Saved entries
________

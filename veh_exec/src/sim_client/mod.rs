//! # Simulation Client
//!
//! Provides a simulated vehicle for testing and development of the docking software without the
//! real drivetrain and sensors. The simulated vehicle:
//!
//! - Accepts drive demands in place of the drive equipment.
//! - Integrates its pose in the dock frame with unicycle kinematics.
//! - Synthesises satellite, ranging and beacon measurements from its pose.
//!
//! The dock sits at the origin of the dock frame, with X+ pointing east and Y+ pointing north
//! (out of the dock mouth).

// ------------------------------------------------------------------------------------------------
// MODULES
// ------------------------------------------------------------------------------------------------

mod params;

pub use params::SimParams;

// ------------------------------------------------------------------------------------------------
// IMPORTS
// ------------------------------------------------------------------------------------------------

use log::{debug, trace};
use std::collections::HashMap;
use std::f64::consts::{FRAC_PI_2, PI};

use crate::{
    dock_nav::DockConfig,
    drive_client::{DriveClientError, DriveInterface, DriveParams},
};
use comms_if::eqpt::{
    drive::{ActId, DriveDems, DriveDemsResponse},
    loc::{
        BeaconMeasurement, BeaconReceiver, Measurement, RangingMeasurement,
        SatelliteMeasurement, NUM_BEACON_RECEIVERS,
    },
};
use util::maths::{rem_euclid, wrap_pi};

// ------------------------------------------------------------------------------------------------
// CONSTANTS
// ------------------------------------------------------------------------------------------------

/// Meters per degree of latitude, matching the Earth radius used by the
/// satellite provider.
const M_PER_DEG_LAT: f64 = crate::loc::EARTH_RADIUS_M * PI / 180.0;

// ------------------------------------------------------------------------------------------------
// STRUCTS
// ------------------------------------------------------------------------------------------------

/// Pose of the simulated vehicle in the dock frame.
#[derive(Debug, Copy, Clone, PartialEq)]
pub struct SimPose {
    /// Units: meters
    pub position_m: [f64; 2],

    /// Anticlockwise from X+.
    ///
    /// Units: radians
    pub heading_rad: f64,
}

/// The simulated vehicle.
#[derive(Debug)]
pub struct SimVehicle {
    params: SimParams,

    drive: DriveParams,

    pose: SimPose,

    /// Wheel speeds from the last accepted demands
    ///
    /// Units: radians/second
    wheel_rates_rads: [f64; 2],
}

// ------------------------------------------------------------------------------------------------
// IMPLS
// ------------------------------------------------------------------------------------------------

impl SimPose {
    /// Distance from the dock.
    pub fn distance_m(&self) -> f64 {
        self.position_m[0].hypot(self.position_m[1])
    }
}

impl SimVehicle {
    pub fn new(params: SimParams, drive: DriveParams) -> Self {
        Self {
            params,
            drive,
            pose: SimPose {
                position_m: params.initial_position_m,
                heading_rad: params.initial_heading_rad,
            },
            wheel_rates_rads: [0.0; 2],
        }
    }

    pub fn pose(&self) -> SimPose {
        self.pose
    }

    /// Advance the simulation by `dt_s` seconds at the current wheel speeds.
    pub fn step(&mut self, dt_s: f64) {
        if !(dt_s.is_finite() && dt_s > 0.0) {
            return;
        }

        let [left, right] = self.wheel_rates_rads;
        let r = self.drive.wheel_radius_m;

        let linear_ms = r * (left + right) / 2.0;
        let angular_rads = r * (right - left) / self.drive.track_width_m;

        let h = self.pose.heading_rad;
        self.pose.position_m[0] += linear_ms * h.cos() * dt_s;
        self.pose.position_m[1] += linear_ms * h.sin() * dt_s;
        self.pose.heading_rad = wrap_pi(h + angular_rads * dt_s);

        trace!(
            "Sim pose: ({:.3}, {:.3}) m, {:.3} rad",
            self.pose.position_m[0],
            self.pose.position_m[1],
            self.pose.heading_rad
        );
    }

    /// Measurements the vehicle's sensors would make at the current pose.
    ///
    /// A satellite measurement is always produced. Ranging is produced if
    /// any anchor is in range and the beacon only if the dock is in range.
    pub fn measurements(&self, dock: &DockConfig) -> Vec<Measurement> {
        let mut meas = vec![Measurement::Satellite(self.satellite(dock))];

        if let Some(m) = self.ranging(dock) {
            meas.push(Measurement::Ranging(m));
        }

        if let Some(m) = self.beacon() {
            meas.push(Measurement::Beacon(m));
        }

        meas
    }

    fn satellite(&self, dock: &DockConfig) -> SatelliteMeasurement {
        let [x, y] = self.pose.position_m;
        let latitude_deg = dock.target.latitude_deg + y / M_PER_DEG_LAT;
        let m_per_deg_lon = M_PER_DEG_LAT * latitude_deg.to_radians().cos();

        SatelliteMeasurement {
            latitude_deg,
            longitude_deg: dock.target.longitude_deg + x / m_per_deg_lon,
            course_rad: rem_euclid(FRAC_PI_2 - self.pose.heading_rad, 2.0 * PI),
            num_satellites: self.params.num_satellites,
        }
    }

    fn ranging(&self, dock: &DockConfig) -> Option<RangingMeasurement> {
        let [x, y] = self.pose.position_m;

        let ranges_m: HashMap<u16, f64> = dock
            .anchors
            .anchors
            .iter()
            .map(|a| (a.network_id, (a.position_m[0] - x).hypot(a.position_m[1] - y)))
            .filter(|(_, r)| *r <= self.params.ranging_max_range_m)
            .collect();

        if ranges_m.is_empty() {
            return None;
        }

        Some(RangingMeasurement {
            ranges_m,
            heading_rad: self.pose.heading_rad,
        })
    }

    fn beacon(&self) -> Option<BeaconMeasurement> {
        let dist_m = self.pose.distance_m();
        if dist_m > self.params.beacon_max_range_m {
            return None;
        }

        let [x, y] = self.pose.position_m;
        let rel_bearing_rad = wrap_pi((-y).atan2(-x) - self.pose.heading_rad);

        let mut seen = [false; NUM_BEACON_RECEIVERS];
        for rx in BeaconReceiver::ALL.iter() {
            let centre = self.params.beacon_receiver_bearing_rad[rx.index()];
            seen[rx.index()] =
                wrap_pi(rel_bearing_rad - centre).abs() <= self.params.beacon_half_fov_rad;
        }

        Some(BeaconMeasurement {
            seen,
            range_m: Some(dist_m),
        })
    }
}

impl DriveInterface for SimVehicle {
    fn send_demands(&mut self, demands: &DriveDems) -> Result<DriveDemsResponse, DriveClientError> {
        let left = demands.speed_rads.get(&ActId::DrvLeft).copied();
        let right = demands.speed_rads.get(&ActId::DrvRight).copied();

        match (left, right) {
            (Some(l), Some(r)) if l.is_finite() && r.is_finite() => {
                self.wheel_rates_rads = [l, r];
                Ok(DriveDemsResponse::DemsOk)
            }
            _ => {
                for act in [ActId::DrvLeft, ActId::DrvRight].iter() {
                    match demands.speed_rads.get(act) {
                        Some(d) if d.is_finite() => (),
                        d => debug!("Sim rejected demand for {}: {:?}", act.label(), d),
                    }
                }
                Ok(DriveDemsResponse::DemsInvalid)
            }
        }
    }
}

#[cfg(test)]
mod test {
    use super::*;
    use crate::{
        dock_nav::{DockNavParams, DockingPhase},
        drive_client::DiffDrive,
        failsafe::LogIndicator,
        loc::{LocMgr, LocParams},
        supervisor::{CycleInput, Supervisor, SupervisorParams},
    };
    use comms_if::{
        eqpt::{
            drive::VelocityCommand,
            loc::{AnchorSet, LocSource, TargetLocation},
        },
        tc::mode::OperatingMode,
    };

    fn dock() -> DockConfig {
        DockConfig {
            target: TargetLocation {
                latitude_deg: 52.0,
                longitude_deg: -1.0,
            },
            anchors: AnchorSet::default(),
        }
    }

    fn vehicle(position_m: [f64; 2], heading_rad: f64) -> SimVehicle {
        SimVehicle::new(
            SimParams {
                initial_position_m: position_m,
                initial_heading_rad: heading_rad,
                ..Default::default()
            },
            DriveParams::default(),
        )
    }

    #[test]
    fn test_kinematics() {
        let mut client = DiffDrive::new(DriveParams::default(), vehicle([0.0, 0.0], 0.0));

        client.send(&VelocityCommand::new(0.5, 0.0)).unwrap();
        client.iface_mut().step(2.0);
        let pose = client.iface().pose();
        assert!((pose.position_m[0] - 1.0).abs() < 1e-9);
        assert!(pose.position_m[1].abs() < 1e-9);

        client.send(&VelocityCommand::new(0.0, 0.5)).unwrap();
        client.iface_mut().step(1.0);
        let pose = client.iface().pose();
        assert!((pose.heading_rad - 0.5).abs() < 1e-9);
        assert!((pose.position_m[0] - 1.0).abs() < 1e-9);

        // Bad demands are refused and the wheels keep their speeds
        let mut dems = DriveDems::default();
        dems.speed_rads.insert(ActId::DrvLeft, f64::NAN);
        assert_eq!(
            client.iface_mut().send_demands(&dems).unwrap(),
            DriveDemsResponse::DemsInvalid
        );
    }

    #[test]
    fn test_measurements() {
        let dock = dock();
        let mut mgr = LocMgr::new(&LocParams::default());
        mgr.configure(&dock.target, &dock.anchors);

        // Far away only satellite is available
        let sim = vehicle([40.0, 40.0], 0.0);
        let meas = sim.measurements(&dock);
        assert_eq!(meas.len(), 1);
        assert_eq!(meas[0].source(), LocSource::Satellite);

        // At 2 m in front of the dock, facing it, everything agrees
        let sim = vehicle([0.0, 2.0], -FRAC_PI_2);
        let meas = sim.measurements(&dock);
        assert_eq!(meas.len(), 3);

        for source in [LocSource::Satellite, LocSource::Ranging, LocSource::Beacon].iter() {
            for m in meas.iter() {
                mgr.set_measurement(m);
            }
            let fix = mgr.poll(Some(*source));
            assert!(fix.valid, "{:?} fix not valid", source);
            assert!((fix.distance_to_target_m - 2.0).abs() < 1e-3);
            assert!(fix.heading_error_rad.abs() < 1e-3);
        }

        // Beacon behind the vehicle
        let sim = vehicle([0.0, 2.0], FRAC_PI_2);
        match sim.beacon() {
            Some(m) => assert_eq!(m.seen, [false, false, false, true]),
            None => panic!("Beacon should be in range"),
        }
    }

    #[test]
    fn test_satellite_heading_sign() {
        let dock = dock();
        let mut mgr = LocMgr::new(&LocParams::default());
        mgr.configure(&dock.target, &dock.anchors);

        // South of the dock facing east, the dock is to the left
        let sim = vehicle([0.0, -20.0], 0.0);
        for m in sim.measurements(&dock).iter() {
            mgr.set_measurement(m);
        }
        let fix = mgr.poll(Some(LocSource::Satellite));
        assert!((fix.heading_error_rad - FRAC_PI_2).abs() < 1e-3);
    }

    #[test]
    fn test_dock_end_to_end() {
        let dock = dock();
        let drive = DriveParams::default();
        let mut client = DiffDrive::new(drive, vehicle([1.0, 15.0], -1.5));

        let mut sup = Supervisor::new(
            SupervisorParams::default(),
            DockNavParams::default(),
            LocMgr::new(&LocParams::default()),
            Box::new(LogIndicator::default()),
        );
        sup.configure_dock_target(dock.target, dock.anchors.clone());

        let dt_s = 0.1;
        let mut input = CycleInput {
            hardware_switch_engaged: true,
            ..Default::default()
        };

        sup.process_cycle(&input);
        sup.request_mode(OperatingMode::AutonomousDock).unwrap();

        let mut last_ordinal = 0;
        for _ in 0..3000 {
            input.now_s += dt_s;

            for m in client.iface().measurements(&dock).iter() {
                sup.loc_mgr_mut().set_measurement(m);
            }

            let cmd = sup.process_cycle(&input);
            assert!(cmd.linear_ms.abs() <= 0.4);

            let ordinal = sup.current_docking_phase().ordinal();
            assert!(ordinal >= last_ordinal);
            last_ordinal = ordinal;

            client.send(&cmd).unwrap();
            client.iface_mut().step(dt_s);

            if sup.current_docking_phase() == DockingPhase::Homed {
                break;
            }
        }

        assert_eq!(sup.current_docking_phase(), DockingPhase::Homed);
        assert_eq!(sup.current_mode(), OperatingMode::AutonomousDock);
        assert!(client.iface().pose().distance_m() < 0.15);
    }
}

________

- _Task requirements_: The answer is a number only: how many lines of the data above include "unwrap"?

- _Written response_: 5